**Try it**.
Can you return the records below exactly as they stand, but only from the first line through the one with "contract is enforced."?

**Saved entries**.
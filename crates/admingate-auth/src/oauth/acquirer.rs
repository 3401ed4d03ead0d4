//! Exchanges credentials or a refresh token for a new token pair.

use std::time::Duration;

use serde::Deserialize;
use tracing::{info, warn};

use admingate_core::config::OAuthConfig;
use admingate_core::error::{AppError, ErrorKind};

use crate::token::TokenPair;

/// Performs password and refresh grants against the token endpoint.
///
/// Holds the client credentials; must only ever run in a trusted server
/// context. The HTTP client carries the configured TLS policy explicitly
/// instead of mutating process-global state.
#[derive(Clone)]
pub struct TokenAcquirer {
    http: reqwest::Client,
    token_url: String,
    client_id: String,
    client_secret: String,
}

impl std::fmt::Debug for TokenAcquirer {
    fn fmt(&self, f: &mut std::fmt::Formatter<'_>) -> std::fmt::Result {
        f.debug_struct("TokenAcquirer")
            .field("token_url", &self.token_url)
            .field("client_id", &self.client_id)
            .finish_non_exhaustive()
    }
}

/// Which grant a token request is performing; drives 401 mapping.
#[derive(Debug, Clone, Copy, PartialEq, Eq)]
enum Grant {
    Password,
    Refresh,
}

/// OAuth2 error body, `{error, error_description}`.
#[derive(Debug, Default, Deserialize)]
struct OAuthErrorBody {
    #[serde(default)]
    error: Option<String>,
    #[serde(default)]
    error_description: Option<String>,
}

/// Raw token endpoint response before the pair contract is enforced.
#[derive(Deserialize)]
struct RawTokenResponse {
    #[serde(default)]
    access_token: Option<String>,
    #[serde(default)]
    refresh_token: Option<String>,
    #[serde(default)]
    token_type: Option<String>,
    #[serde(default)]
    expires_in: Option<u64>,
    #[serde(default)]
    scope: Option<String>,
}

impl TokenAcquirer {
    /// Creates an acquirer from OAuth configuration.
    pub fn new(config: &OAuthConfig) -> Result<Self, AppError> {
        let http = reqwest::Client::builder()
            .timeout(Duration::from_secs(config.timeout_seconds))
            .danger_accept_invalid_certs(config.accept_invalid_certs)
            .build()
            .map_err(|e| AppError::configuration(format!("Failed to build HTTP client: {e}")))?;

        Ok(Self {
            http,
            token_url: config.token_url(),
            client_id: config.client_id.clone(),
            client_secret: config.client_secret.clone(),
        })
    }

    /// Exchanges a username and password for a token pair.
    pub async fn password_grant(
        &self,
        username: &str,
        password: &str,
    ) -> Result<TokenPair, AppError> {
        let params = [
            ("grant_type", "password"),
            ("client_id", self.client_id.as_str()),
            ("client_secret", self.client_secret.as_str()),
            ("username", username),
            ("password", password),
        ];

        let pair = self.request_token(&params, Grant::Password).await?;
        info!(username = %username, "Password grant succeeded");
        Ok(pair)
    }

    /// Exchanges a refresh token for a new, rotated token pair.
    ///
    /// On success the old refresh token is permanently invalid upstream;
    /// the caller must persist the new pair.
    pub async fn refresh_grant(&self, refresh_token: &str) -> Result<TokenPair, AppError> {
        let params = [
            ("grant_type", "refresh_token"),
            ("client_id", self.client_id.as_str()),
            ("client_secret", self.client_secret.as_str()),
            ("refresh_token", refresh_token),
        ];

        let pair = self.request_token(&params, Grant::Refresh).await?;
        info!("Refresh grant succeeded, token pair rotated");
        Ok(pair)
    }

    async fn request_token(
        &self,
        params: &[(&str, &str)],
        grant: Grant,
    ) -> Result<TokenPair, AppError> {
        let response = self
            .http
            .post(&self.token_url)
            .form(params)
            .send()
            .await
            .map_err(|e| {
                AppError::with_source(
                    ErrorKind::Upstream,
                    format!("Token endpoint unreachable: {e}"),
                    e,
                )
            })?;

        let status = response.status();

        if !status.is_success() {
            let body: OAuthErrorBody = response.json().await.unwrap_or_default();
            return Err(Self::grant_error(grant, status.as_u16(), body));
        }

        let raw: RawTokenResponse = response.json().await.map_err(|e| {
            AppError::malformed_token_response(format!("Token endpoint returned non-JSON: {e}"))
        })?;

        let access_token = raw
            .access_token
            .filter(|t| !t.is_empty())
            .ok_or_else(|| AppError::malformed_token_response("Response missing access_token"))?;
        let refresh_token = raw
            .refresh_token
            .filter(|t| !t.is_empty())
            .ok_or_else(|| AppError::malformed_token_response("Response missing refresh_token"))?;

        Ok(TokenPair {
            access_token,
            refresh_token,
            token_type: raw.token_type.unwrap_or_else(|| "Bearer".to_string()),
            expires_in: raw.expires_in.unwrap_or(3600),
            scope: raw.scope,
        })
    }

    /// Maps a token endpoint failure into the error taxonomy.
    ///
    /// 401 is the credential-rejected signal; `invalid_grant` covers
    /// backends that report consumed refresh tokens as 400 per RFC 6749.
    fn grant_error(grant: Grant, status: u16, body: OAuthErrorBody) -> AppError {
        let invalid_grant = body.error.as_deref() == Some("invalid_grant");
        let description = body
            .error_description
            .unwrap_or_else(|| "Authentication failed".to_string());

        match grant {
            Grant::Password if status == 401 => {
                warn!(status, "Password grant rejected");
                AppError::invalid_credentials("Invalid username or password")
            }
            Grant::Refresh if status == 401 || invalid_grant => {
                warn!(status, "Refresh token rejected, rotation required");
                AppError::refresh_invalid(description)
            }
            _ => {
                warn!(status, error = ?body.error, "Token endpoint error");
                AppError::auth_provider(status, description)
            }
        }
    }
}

**Result of this task**.
filename crates/admingate-auth/src/oauth/acquirer.rs
repository 3401ed4d03ead0d4
//! Exchanges credentials or a refresh token for a new token pair.

use std::time::Duration;

use serde::Deserialize;
use tracing::{info, warn};

use admingate_core::config::OAuthConfig;
use admingate_core::error::{AppError, ErrorKind};

use crate::token::TokenPair;

/// Performs password and refresh grants against the token endpoint.
///
/// Holds the client credentials; must only ever run in a trusted server
/// context. The HTTP client carries the configured TLS policy explicitly
/// instead of mutating process-global state.
#[derive(Clone)]
pub struct TokenAcquirer {
    http: reqwest::Client,
    token_url: String,
    client_id: String,
    client_secret: String,
}

impl std::fmt::Debug for TokenAcquirer {
    fn fmt(&self, f: &mut std::fmt::Formatter<'_>) -> std::fmt::Result {
        f.debug_struct("TokenAcquirer")
            .field("token_url", &self.token_url)
            .field("client_id", &self.client_id)
            .finish_non_exhaustive()
    }
}

/// Which grant a token request is performing; drives 401 mapping.
#[derive(Debug, Clone, Copy, PartialEq, Eq)]
enum Grant {
    Password,
    Refresh,
}

/// OAuth2 error body, `{error, error_description}`.
#[derive(Debug, Default, Deserialize)]
struct OAuthErrorBody {
    #[serde(default)]
    error: Option<String>,
    #[serde(default)]
    error_description: Option<String>,
}

/// Raw token endpoint response before the pair contract is enforced.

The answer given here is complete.